Когда Творогова иной раз, разумеется полушутя, спрашивали, как это ему удается с философским спокойствием относиться к разного рода передрягам и неприятностям, он отвечал, посмеиваясь. «Хотите рецепт? Пожалуйста. Не поленитесь пешком пройтись через Кировский мост. Задержитесь на мосту на несколько минут. Осмотритесь. Поглядите на Петропавловскую крепость, на Стрелку Васильевского острова, на Дворцовый мост, на набережные, на Неву. Постойте. Если при этом вы не обретете душевное равновесие, если душа ваша не преисполнится ощущением гармонии, величия и спокойствия, значит, вы — действительно безнадежный человек».

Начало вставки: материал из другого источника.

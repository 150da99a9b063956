//! The engine's complete interactive vocabulary.
//!
//! Every input the page reacts to, whether a click, a browser callback or
//! a timer, reaches the engine as a `PageCommand` passed to
//! [`PageEngine::execute`](super::PageEngine::execute).

use crate::error::PlaybackError;
use crate::media::MediaSource;

/// Readiness signal fired by the visible video element.
#[derive(Debug, Clone, Copy, PartialEq, Eq)]
pub enum ReadinessSignal {
    /// `loadeddata`: the first frame is available.
    DataLoaded,
    /// `canplaythrough`: enough is buffered to play to the end.
    CanPlayThrough,
}

/// Engine input.
#[derive(Debug, Clone, PartialEq)]
pub enum PageCommand {
    /// User clicked the blocking overlay.
    DismissOverlay {
        /// Whether the visible element already holds current data.
        media_ready: bool,
    },
    /// Window width changed (CSS px).
    WindowResized {
        /// New inner width.
        width: u32,
    },
    /// Animation frame callback for the view counter.
    AnimationFrame,
    /// Typewriter timer fired.
    TypewriterTick,
    /// Off-screen preload of `source` finished loading.
    PreloadLoaded {
        /// Source that finished.
        source: MediaSource,
    },
    /// Visible element reported readiness.
    MediaReady(ReadinessSignal),
    /// A playback request was refused by the host.
    PlaybackRejected(PlaybackError),
    /// Mute button.
    ToggleMute,
    /// Volume slider moved.
    SetVolume(f64),
    /// Minimize button.
    ToggleMinimize,
    /// The owning view is going away.
    Teardown,
}
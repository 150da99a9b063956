use schemars::JsonSchema;
use serde::{Deserialize, Serialize};

/// Viewport classification breakpoint.
#[derive(Debug, Clone, Serialize, Deserialize, PartialEq, Eq, JsonSchema)]
#[schemars(title = "Viewport", inline)]
#[serde(default)]
pub struct ViewportOptions {
    /// Widest window (CSS px, inclusive) still treated as mobile.
    #[schemars(title = "Mobile Max Width")]
    pub mobile_max_width: u32,
}

impl Default for ViewportOptions {
    fn default() -> Self {
        Self {
            mobile_max_width: 768,
        }
    }
}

Уже совсем стемнело, накрапывал слабый дождь. Творогову было жаль расставаться с садом, он как будто угадывал, что, покинув эти аллеи с их горьковатым запахом прелых листьев, с еле слышным, осторожным шорохом дождя, он рискует сразу утратить и то настроение, которое владело им здесь.

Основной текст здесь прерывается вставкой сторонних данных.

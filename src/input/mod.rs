//! Input handling: host event types and the processor that converts them
//! into engine commands.

/// Platform-agnostic input events.
pub mod event;
/// Converts raw events into engine commands.
pub mod processor;

pub use event::{InputEvent, MediaEvent};
pub use processor::{css_width, parse_volume, InputProcessor};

Но вот уже потянулись к выходу смутно различимые в темноте, среди деревьев, фигуры последних посетителей сада — сторожиха уже погромыхивала замками, уже готовилась запирать на ночь тяжелые ворота, и Творогов ускорил шаг, чтобы успеть выйти на набережную…

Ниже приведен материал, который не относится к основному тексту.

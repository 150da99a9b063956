//! Viewport reclassification, preload completion and playback start.

use super::command::ReadinessSignal;
use super::effect::HostEffect;
use super::PageEngine;
use crate::media::MediaSource;
use crate::subscription::{Subscription, SubscriptionKind};

impl PageEngine {
    /// Preload the video for the current viewport class.
    pub(super) fn begin_preload(&mut self) {
        let source = MediaSource::for_viewport(
            &self.options.player,
            self.viewport.current(),
        );
        if self.preloader.begin(source.clone()) {
            log::debug!("preloading {source}");
            self.subscriptions
                .replace(Subscription::PreloadLoad { source }, &mut self.effects);
        }
    }

    pub(super) fn handle_resize(&mut self, width: u32) {
        if let Some(class) = self.viewport.resize(width) {
            log::debug!("viewport reclassified as {class:?} at {width}px");
            self.begin_preload();
        }
    }

    /// Mark preload ready and point the visible element at the loaded
    /// source if it holds a different one.
    pub(super) fn handle_preload_loaded(&mut self, source: &MediaSource) {
        let Some(source) = self.preloader.complete(source) else {
            log::debug!("ignoring superseded preload of {source}");
            return;
        };
        let _ = self
            .subscriptions
            .release(SubscriptionKind::PreloadLoad, &mut self.effects);
        log::info!("background video preloaded: {source}");

        if !self.player.swap_source(&source) {
            return;
        }
        log::debug!("visible player switched to {source}");
        self.effects.push(HostEffect::SwapVisibleSource {
            source: source.clone(),
        });
        // A reload drops element readiness; after entry, play again once
        // the new source is ready.
        if self.entered {
            let _ = self
                .subscriptions
                .acquire(Subscription::MediaReadiness, &mut self.effects);
        }
    }

    /// Request playback now, and once more on readiness if the element
    /// had no data yet.
    pub(super) fn attempt_playback(&mut self, media_ready: bool) {
        self.player.start_playback(&mut self.effects);
        if !media_ready {
            let _ = self
                .subscriptions
                .acquire(Subscription::MediaReadiness, &mut self.effects);
        }
    }

    /// First readiness signal after subscribing starts playback; both
    /// signals are then released so a second one cannot double-start.
    pub(super) fn handle_media_ready(&mut self, signal: ReadinessSignal) {
        if !self.subscriptions.is_active(SubscriptionKind::MediaReadiness) {
            log::debug!("readiness {signal:?} with no retry pending");
            return;
        }
        log::debug!("media ready ({signal:?}), retrying playback");
        self.player.start_playback(&mut self.effects);
        let _ = self
            .subscriptions
            .release(SubscriptionKind::MediaReadiness, &mut self.effects);
    }
}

Дома дверь Творогову открыла Зоя, жена. И пока он снимал плащ, пока стряхивал с него дождевые капли, она говорила быстрым, озабоченным шепотом:

— Где это ты умудряешься пропадать? Тебя тут человек из института уже целый час дожидается.

— Какой человек? Из какого института? — изумился Творогов.

— Из вашего, из какого же еще? Говорит — очень важное, неотложное дело.

Вот так фокус! Интересно, что это могло стрястись в институте за те два с небольшим часа, как Творогов покинул его? И кому он так срочно понадобился?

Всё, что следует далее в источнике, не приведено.